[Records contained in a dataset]
>>

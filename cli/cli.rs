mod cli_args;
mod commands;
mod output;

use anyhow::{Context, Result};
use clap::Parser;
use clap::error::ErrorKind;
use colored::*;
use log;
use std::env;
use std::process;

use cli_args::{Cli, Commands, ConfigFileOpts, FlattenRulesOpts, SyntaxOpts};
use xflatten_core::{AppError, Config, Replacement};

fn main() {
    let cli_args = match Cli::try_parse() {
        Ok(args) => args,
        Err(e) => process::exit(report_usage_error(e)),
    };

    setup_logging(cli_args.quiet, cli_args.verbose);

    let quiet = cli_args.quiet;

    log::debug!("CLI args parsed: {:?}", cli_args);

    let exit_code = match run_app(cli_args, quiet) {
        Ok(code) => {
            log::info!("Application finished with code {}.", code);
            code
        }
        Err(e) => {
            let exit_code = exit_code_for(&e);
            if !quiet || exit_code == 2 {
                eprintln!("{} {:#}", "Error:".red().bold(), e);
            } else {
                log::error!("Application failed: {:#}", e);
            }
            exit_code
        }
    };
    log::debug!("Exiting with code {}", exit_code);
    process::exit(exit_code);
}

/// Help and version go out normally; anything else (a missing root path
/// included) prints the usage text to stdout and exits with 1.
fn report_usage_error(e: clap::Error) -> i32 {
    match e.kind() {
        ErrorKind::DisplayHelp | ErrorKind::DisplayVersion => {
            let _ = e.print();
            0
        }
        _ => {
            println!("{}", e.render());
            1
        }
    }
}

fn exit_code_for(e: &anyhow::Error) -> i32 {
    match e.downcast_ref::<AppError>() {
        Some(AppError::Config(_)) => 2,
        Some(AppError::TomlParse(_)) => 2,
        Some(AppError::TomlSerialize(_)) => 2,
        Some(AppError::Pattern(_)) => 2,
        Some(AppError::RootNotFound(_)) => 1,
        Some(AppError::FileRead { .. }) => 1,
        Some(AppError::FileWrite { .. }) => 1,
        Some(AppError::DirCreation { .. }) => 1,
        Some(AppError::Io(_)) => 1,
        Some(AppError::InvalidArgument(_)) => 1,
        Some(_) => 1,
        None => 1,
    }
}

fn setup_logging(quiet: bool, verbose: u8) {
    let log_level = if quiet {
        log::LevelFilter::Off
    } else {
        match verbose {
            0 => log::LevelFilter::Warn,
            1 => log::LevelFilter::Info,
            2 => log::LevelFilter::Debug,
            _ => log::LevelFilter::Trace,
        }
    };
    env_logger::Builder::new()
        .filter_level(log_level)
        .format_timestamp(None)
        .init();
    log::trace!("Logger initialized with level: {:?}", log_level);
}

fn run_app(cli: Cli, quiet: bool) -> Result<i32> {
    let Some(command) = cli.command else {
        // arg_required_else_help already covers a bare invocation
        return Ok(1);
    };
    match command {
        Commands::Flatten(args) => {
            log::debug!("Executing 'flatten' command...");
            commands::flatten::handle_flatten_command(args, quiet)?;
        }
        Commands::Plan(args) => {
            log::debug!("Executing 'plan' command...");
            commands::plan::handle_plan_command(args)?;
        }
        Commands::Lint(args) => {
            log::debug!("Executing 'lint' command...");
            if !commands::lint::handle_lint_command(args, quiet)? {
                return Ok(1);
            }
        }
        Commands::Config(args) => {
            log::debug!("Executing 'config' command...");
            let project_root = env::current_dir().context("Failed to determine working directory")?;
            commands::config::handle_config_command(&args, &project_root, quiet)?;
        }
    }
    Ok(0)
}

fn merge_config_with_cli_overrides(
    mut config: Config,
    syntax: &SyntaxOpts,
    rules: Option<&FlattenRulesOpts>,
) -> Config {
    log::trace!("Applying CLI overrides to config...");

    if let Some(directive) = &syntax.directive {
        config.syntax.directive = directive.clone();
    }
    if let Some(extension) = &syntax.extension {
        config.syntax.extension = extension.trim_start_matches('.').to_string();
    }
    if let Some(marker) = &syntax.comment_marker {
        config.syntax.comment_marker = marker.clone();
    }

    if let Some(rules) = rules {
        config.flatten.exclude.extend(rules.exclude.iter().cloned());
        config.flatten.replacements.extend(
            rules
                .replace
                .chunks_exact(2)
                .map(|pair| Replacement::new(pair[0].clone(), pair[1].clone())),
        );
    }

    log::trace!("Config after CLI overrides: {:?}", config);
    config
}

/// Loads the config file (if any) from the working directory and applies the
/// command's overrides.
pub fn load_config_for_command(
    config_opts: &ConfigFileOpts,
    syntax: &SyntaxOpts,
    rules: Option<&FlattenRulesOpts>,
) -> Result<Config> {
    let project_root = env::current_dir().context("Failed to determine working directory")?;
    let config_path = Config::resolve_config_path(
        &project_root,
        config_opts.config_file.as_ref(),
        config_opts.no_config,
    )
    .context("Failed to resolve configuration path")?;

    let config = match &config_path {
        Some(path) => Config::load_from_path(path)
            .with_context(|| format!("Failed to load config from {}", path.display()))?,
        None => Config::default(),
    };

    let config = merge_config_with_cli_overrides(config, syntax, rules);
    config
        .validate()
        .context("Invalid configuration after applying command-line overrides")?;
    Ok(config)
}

<<

Problem
Each record must be transcribed word for word.

Response below
filename cli/cli.rs
mod cli_args;
mod commands;
mod output;

use anyhow::{Context, Result};
use clap::Parser;
use clap::error::ErrorKind;
use colored::*;
use log;
use std::env;
use std::process;

use cli_args::{Cli, Commands, ConfigFileOpts, FlattenRulesOpts, SyntaxOpts};
use xflatten_core::{AppError, Config, Replacement};

fn main() {
    let cli_args = match Cli::try_parse() {
        Ok(args) => args,
        Err(e) => process::exit(report_usage_error(e)),
    };

    setup_logging(cli_args.quiet, cli_args.verbose);

    let quiet = cli_args.quiet;

    log::debug!("CLI args parsed: {:?}", cli_args);

    let exit_code = match run_app(cli_args, quiet) {
        Ok(code) => {
            log::info!("Application finished with code {}.", code);
            code
        }
        Err(e) => {
            let exit_code = exit_code_for(&e);
            if !quiet || exit_code == 2 {
                eprintln!("{} {:#}", "Error:".red().bold(), e);
            } else {
                log::error!("Application failed: {:#}", e);
            }
            exit_code
        }
    };
    log::debug!("Exiting with code {}", exit_code);
    process::exit(exit_code);
}

/// Help and version go out normally; anything else (a missing root path
/// included) prints the usage text to stdout and exits with 1.
fn report_usage_error(e: clap::Error) -> i32 {
    match e.kind() {
        ErrorKind::DisplayHelp | ErrorKind::DisplayVersion => {
            let _ = e.print();
            0
        }
        _ => {
            println!("{}", e.render());
            1
        }
    }
}

fn exit_code_for(e: &anyhow::Error) -> i32 {
    match e.downcast_ref::<AppError>() {
        Some(AppError::Config(_)) => 2,
        Some(AppError::TomlParse(_)) => 2,
        Some(AppError::TomlSerialize(_)) => 2,
        Some(AppError::Pattern(_)) => 2,
        Some(AppError::RootNotFound(_)) => 1,
        Some(AppError::FileRead { .. }) => 1,
        Some(AppError::FileWrite { .. }) => 1,
        Some(AppError::DirCreation { .. }) => 1,
        Some(AppError::Io(_)) => 1,
        Some(AppError::InvalidArgument(_)) => 1,
        Some(_) => 1,
        None => 1,
    }
}

fn setup_logging(quiet: bool, verbose: u8) {
    let log_level = if quiet {
        log::LevelFilter::Off
    } else {
        match verbose {
            0 => log::LevelFilter::Warn,
            1 => log::LevelFilter::Info,
            2 => log::LevelFilter::Debug,
            _ => log::LevelFilter::Trace,
        }
    };
    env_logger::Builder::new()
        .filter_level(log_level)
        .format_timestamp(None)
        .init();
    log::trace!("Logger initialized with level: {:?}", log_level);
}

fn run_app(cli: Cli, quiet: bool) -> Result<i32> {
    let Some(command) = cli.command else {
        // arg_required_else_help already covers a bare invocation
        return Ok(1);
    };
    match command {
        Commands::Flatten(args) => {
            log::debug!("Executing 'flatten' command...");
            commands::flatten::handle_flatten_command(args, quiet)?;
        }
        Commands::Plan(args) => {
            log::debug!("Executing 'plan' command...");
            commands::plan::handle_plan_command(args)?;
        }
        Commands::Lint(args) => {
            log::debug!("Executing 'lint' command...");
            if !commands::lint::handle_lint_command(args, quiet)? {
                return Ok(1);
            }
        }
        Commands::Config(args) => {
            log::debug!("Executing 'config' command...");
            let project_root = env::current_dir().context("Failed to determine working directory")?;
            commands::config::handle_config_command(&args, &project_root, quiet)?;
        }
    }
    Ok(0)
}

fn merge_config_with_cli_overrides(
    mut config: Config,
    syntax: &SyntaxOpts,
    rules: Option<&FlattenRulesOpts>,
) -> Config {
    log::trace!("Applying CLI overrides to config...");

    if let Some(directive) = &syntax.directive {
        config.syntax.directive = directive.clone();
    }
    if let Some(extension) = &syntax.extension {
        config.syntax.extension = extension.trim_start_matches('.').to_string();
    }
    if let Some(marker) = &syntax.comment_marker {
        config.syntax.comment_marker = marker.clone();
    }

    if let Some(rules) = rules {
        config.flatten.exclude.extend(rules.exclude.iter().cloned());
        config.flatten.replacements.extend(
            rules
                .replace
                .chunks_exact(2)
                .map(|pair| Replacement::new(pair[0].clone(), pair[1].clone())),
        );
    }

    log::trace!("Config after CLI overrides: {:?}", config);
    config
}

/// Loads the config file (if any) from the working directory and applies the
/// command's overrides.
pub fn load_config_for_command(
    config_opts: &ConfigFileOpts,
    syntax: &SyntaxOpts,
    rules: Option<&FlattenRulesOpts>,
) -> Result<Config> {
    let project_root = env::current_dir().context("Failed to determine working directory")?;
    let config_path = Config::resolve_config_path(
        &project_root,
        config_opts.config_file.as_ref(),
        config_opts.no_config,
    )
    .context("Failed to resolve configuration path")?;

    let config = match &config_path {
        Some(path) => Config::load_from_path(path)
            .with_context(|| format!("Failed to load config from {}", path.display()))?,
        None => Config::default(),
    };

    let config = merge_config_with_cli_overrides(config, syntax, rules);
    config
        .validate()
        .context("Invalid configuration after applying command-line overrides")?;
    Ok(config)
}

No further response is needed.